In theoretical computer science, the amount of time needed to solve a particular problem is a centrally important question. This project will build a community-maintained database of solutions to computational problems, allowing researchers to collaborate, identify gaps in collective knowledge, and illuminate new directions for research.
This project develops a community-maintained central repository for recording reductions between computational problems. This infrastructure enables theoretical computer scientists to keep track of progress and the best known results for each problem. Fine-grained complexity is a recent branch of computational complexity theory where the goal is to understand which computational problems can be solved in linear time (where the time required grows proportional to the problem size), and which fundamentally require quadratic time (where the time grows as the square of the problem size), etc. The basis for this field is reductions, which show how to convert problems of one type into problems of another type, and therefore prove relations between those problem types.
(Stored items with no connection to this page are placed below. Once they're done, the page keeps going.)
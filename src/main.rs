mod model;
mod server;

use std::net::SocketAddr;

use crate::server::{config::Config, error::AppError, router, startup, state::AppState};

#[tokio::main]
async fn main() -> Result<(), AppError> {
    dotenvy::dotenv().ok();
    startup::init_tracing();

    let config = Config::from_env()?;

    let db = startup::connect_to_database(&config).await?;
    let session = startup::connect_to_session(&db, &config).await?;
    let http_client = startup::setup_reqwest_client()?;
    let cors = startup::cors_layer(&config)?;

    startup::seed(&db, &config).await?;

    if config.payment.secret_key.is_none() {
        tracing::warn!("STRIPE_SECRET_KEY is not set; online payments are unavailable");
    }

    let state = AppState::new(db, http_client, config.payment.clone());
    let app = router::app(state, session, cors)?;

    let listener = tokio::net::TcpListener::bind(&config.bind_addr).await?;
    tracing::info!("Listening on http://{}", listener.local_addr()?);
    tracing::info!("API documentation at {}/api/docs", config.app_url);

    axum::serve(
        listener,
        app.into_make_service_with_connect_info::<SocketAddr>(),
    )
    .with_graceful_shutdown(startup::shutdown_signal())
    .await?;

    Ok(())
}
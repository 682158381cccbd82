//! Database repository layer for all domain entities.
//!
//! This module contains repository structs that handle database operations (CRUD) for each
//! domain in the application. Repositories use SeaORM entity models internally and return
//! domain models to maintain separation between the data layer and business logic layer.
//! All database queries, inserts, updates, and deletes are performed through these repositories.

pub mod booking;
pub mod business;
pub mod business_client;
pub mod catalog;
pub mod payment;
pub mod user;

#[cfg(test)]
mod test;
//! Password hashing with Argon2id.
//!
//! Hashes are stored as PHC strings, so verification reads the algorithm parameters
//! from the stored hash itself.

use argon2::{
    password_hash::{PasswordHash, PasswordHasher, PasswordVerifier, SaltString},
    Argon2,
};
use rand_core::OsRng;

use crate::server::error::{internal::InternalError, AppError};

/// Hashes a plaintext password with a fresh random salt.
pub fn hash_password(password: &str) -> Result<String, AppError> {
    let salt = SaltString::generate(&mut OsRng);
    let hash = Argon2::default()
        .hash_password(password.as_bytes(), &salt)
        .map_err(|e| InternalError::PasswordHash(e.to_string()))?;

    Ok(hash.to_string())
}

/// Checks a plaintext password against a stored PHC hash.
///
/// # Returns
/// - `Ok(true)` - Password matches
/// - `Ok(false)` - Password does not match
/// - `Err(AppError::InternalErr(PasswordHash))` - Stored hash is malformed
pub fn verify_password(password: &str, stored_hash: &str) -> Result<bool, AppError> {
    let parsed =
        PasswordHash::new(stored_hash).map_err(|e| InternalError::PasswordHash(e.to_string()))?;

    Ok(Argon2::default()
        .verify_password(password.as_bytes(), &parsed)
        .is_ok())
}
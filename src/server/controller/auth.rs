use axum::{extract::State, http::StatusCode, response::IntoResponse, Json};
use tower_sessions::Session;

use crate::{
    model::{
        api::ErrorDto,
        user::{LoginDto, RegisterDto, UpdateProfileDto, UserDto},
    },
    server::{
        controller::extract::AppJson,
        error::AppError,
        middleware::{auth::AuthGuard, session::AuthSession},
        model::user::{NewAccountParam, UpdateProfileParam},
        service::auth::AuthService,
        state::AppState,
    },
};

pub static AUTH_TAG: &str = "auth";

/// Registers a client account and logs it in.
#[utoipa::path(
    post,
    path = "/api/auth/register",
    tag = AUTH_TAG,
    request_body = RegisterDto,
    responses(
        (status = 201, description = "Account created and logged in", body = UserDto),
        (status = 400, description = "Invalid data or email already registered", body = ErrorDto),
        (status = 500, description = "Internal server error", body = ErrorDto)
    ),
)]
pub async fn register(
    State(state): State<AppState>,
    session: Session,
    AppJson(payload): AppJson<RegisterDto>,
) -> Result<impl IntoResponse, AppError> {
    let user = AuthService::new(&state.db)
        .register(NewAccountParam::from_register_dto(payload))
        .await?;

    let auth_session = AuthSession::new(&session);
    auth_session.cycle_id().await?;
    auth_session.set_user(user.id, user.role).await?;

    Ok((StatusCode::CREATED, Json(user.into_dto())))
}

/// Logs in with email and password.
///
/// The session id is cycled before the user claims are stored.
#[utoipa::path(
    post,
    path = "/api/auth/login",
    tag = AUTH_TAG,
    request_body = LoginDto,
    responses(
        (status = 200, description = "Logged in", body = UserDto),
        (status = 401, description = "Invalid email or password", body = ErrorDto),
        (status = 429, description = "Too many login attempts"),
        (status = 500, description = "Internal server error", body = ErrorDto)
    ),
)]
pub async fn login(
    State(state): State<AppState>,
    session: Session,
    AppJson(payload): AppJson<LoginDto>,
) -> Result<impl IntoResponse, AppError> {
    let user = AuthService::new(&state.db)
        .login(&payload.email, &payload.password)
        .await?;

    let auth_session = AuthSession::new(&session);
    auth_session.cycle_id().await?;
    auth_session.set_user(user.id, user.role).await?;

    tracing::info!("User {} logged in", user.id);

    Ok((StatusCode::OK, Json(user.into_dto())))
}

#[utoipa::path(
    post,
    path = "/api/auth/logout",
    tag = AUTH_TAG,
    responses(
        (status = 204, description = "Logged out"),
        (status = 500, description = "Internal server error", body = ErrorDto)
    ),
)]
pub async fn logout(session: Session) -> Result<impl IntoResponse, AppError> {
    AuthSession::new(&session).flush().await?;

    Ok(StatusCode::NO_CONTENT)
}

#[utoipa::path(
    get,
    path = "/api/auth/user",
    tag = AUTH_TAG,
    responses(
        (status = 200, description = "Logged in user", body = UserDto),
        (status = 401, description = "Not logged in", body = ErrorDto),
        (status = 500, description = "Internal server error", body = ErrorDto)
    ),
)]
pub async fn get_user(
    State(state): State<AppState>,
    session: Session,
) -> Result<impl IntoResponse, AppError> {
    let user = AuthGuard::new(&state.db, &session).require(&[]).await?;

    Ok((StatusCode::OK, Json(user.into_dto())))
}

/// Updates the name, phone or password of the logged in user.
#[utoipa::path(
    patch,
    path = "/api/auth/user",
    tag = AUTH_TAG,
    request_body = UpdateProfileDto,
    responses(
        (status = 200, description = "Profile updated", body = UserDto),
        (status = 400, description = "Invalid profile data", body = ErrorDto),
        (status = 401, description = "Not logged in", body = ErrorDto),
        (status = 500, description = "Internal server error", body = ErrorDto)
    ),
)]
pub async fn update_user(
    State(state): State<AppState>,
    session: Session,
    AppJson(payload): AppJson<UpdateProfileDto>,
) -> Result<impl IntoResponse, AppError> {
    let user = AuthGuard::new(&state.db, &session).require(&[]).await?;

    let user = AuthService::new(&state.db)
        .update_profile(user.id, UpdateProfileParam::from_dto(payload))
        .await?;

    Ok((StatusCode::OK, Json(user.into_dto())))
}
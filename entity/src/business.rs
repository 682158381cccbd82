use sea_orm::entity::prelude::*;

#[derive(Clone, Debug, PartialEq, DeriveEntityModel)]
#[sea_orm(table_name = "business")]
pub struct Model {
    #[sea_orm(primary_key)]
    pub id: i32,
    pub owner_id: i32,
    pub name: String,
    pub description: Option<String>,
    pub address: Option<String>,
    pub phone: Option<String>,
    /// JSON encoded business settings.
    #[sea_orm(column_type = "Text")]
    pub settings: String,
    pub created_at: DateTimeUtc,
    pub updated_at: DateTimeUtc,
}

#[derive(Copy, Clone, Debug, EnumIter, DeriveRelation)]
pub enum Relation {
    #[sea_orm(
        belongs_to = "super::user::Entity",
        from = "Column::OwnerId",
        to = "super::user::Column::Id",
        on_update = "Cascade",
        on_delete = "Cascade"
    )]
    Owner,
    #[sea_orm(has_many = "super::service::Entity")]
    Service,
    #[sea_orm(has_many = "super::booking::Entity")]
    Booking,
}

impl Related<super::user::Entity> for Entity {
    fn to() -> RelationDef {
        Relation::Owner.def()
    }
}

impl Related<super::service::Entity> for Entity {
    fn to() -> RelationDef {
        Relation::Service.def()
    }
}

impl Related<super::booking::Entity> for Entity {
    fn to() -> RelationDef {
        Relation::Booking.def()
    }
}

impl ActiveModelBehavior for ActiveModel {}
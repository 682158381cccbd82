use crate::server::{
    data::business::BusinessRepository,
    error::AppError,
    model::business::{BusinessSettings, CreateBusinessParam, UpdateBusinessParam},
};
use entity::prelude::*;
use test_utils::{builder::TestBuilder, factory};

mod create;
mod delete;
mod get_all_paginated;
mod get_by_owner;
mod update;
mod update_settings;
use axum::{
    extract::{Path, State},
    http::StatusCode,
    response::IntoResponse,
    Json,
};
use tower_sessions::Session;

use crate::{
    model::{
        api::ErrorDto,
        booking::{BookingDto, PaginatedBookingsDto, UpdateBookingStatusDto},
        user::Role,
    },
    server::{
        controller::{
            extract::{AppJson, AppQuery},
            param::PaginationParam,
        },
        error::AppError,
        middleware::auth::{AuthGuard, Permission},
        model::booking::{BookingScope, GetBookingsParam},
        service::booking::BookingService,
        state::AppState,
    },
};

pub static WORKER_TAG: &str = "worker";

/// Lists the bookings assigned to the logged in worker.
#[utoipa::path(
    get,
    path = "/api/worker/bookings",
    tag = WORKER_TAG,
    params(
        ("page" = Option<u64>, Query, description = "Page number (default: 0)"),
        ("entries" = Option<u64>, Query, description = "Items per page (default: 10)")
    ),
    responses(
        (status = 200, description = "Successfully retrieved bookings", body = PaginatedBookingsDto),
        (status = 401, description = "User not authenticated", body = ErrorDto),
        (status = 403, description = "User is not a worker", body = ErrorDto),
        (status = 500, description = "Internal server error", body = ErrorDto)
    ),
)]
pub async fn get_bookings(
    State(state): State<AppState>,
    session: Session,
    AppQuery(pagination): AppQuery<PaginationParam>,
) -> Result<impl IntoResponse, AppError> {
    let worker = AuthGuard::new(&state.db, &session)
        .require(&[Permission::Role(Role::Worker)])
        .await?;

    let bookings = BookingService::new(&state.db)
        .get_paginated(GetBookingsParam {
            scope: BookingScope::Worker(worker.id),
            page: pagination.page,
            per_page: pagination.per_page(),
        })
        .await?;

    Ok((StatusCode::OK, Json(bookings.into_dto())))
}

#[utoipa::path(
    patch,
    path = "/api/worker/bookings/{id}/status",
    tag = WORKER_TAG,
    params(
        ("id" = i32, Path, description = "Booking ID")
    ),
    request_body = UpdateBookingStatusDto,
    responses(
        (status = 200, description = "Successfully updated booking status", body = BookingDto),
        (status = 400, description = "Status transition not allowed", body = ErrorDto),
        (status = 401, description = "User not authenticated", body = ErrorDto),
        (status = 403, description = "User is not a worker", body = ErrorDto),
        (status = 404, description = "Booking not found", body = ErrorDto),
        (status = 500, description = "Internal server error", body = ErrorDto)
    ),
)]
pub async fn update_booking_status(
    State(state): State<AppState>,
    session: Session,
    Path(id): Path<i32>,
    AppJson(payload): AppJson<UpdateBookingStatusDto>,
) -> Result<impl IntoResponse, AppError> {
    let worker = AuthGuard::new(&state.db, &session)
        .require(&[Permission::Role(Role::Worker)])
        .await?;

    let booking = BookingService::new(&state.db)
        .update_status(BookingScope::Worker(worker.id), id, payload.status)
        .await?;

    Ok((StatusCode::OK, Json(booking.into_dto())))
}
By recording reductions and their properties in a machine-understandable form, the project enables algorithmic generation of the best known relationships between problems. These automatically derived reductions can strengthen our knowledge of both algorithms and hardness results, and let people identify gaps in their knowledge and thereby define future research directions. The proposed infrastructure could transform the way research is done in fine-grained complexity, and more broadly, theoretical computer science.
This award reflects NSF's statutory mission and has been deemed worthy of support through evaluation using the Foundation's intellectual merit and broader impacts review criteria.